Birisi sana para verse, altın saysa sen ona bakarsın, kendine
değil; bu da ona benzer.
Ömerin
Tanrı ondan razı olsun- ihtiyar çalgıcının nazarını varlık âlemi olan
istiğrak âlemine çevirmesi
Bunun
üzerine Ömer, çalgıcıya dedi ki: Senin bu ağlaman, aklının başında
olduğuna delâlet eder.
2200.
Yok olanın yolu, başka yoldur; çünkü aklı başında olmak da başka bir
günahtır.
Aklı başında oluş, geçmişleri hatırlamaktan ileri gelir. Geçmişin
de Tanrıya perdedir,geleceğin de.
Her ikisini de ateşe vur. Bu ikisi yüzünden ne vakte kadar ney gibi
boğum boğum olacaksın?
Neyde boğum bulundukça sırdaş değildir; dudağın, sesin mahremi
olamaz.
Sen, kendi tarafından tavaf edip durdukça nasıl tavafta olursun,
kendinde oldukça nasıl olur da Kâbeye gelmiş sayılırsın?
2205.
Haberlerin haber vericiden bihaberdir; tövben günahından beterdir.

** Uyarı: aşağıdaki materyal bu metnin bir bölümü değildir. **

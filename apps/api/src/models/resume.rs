use serde::{Deserialize, Serialize};

/// A resume draft as edited in the builder form. Every field is optional on the wire.
#[derive(Debug, Clone, Default, PartialEq, Serialize, Deserialize)]
#[serde(default)]
pub struct ResumeData {
    pub name: String,
    pub job_title: String,
    pub email: String,
    pub phone: String,
    pub location: String,
    pub linkedin: String,
    pub summary: String,
    pub experience: Vec<Experience>,
    pub education: Vec<Education>,
    pub skills: Skills,
}

#[derive(Debug, Clone, Default, PartialEq, Serialize, Deserialize)]
#[serde(default)]
pub struct Experience {
    pub title: String,
    pub company: String,
    /// Free-form date range, e.g. "2021 - Present".
    pub dates: String,
    /// Newline-delimited bullet points.
    pub bullets: String,
}

#[derive(Debug, Clone, Default, PartialEq, Serialize, Deserialize)]
#[serde(default)]
pub struct Education {
    pub degree: String,
    pub institution: String,
    pub dates: String,
    #[serde(skip_serializing_if = "Option::is_none")]
    pub notes: Option<String>,
}

/// Comma-delimited free text.
#[derive(Debug, Clone, Default, PartialEq, Serialize, Deserialize)]
#[serde(default)]
pub struct Skills {
    pub technical: String,
    pub soft: String,
}

impl Experience {
    pub fn bullet_lines(&self) -> impl Iterator<Item = &str> {
        self.bullets
            .lines()
            .map(str::trim)
            .filter(|l| !l.is_empty())
    }
}

impl Skills {
    pub fn technical_list(&self) -> Vec<&str> {
        split_csv(&self.technical)
    }
}

fn split_csv(raw: &str) -> Vec<&str> {
    raw.split(',')
        .map(str::trim)
        .filter(|s| !s.is_empty())
        .collect()
}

Ey geçen hallerden tövbe etmek isteyen! Bu tövbe etmekten ne vakit
tövbe edeceksin, söyle! Gâh zir nağmesini kıble edinirsin; gâh ağlayıp
inlemeyi öper durursun.
Faruk, sırlara ayna olunca ihtiyar çalgıcının canı da cisminde
uyandı.
Artık can gibi, ağlamadan gülmeden kurtuldu. Canı gitti, bambaşka
bir canla dirildi.
2210. O
zaman gönlüne öyle bir hayret geldi ki yerden de dışarda kaldı, gökten
de ( bütün âlemi unuttu).
Ona arayıp tarama hududu ardında öyle bir arayıcılık düştü ki ben
bilmiyorum; sen biliyorsan söyle!
Halden de öte, kaalden de ileri şöyle bir hale, öyle bir kaale
erişti; ululuk sahibi Tanrının cemaline dalıp kaldı.
Ama tek bir kurtuluş imkânı bulunsun... Yahut denizden başka onu
bir tanıyan, gören olsun... Hayır bu çeşit dalış değil.
Bu sözler, her an zuhura gelmeseydi, durmadan zuhur ediş, bu
sözlerin söylenmesine sebep olmasaydı aklı cüzi, külle ait sözler
söylemezdi.
2215. Fakat birbiri ardınca durmadan zuhur ettikçe zuhur ediyor.
Bundan dolayı da denizin dalgaları buraya gelip durmakta.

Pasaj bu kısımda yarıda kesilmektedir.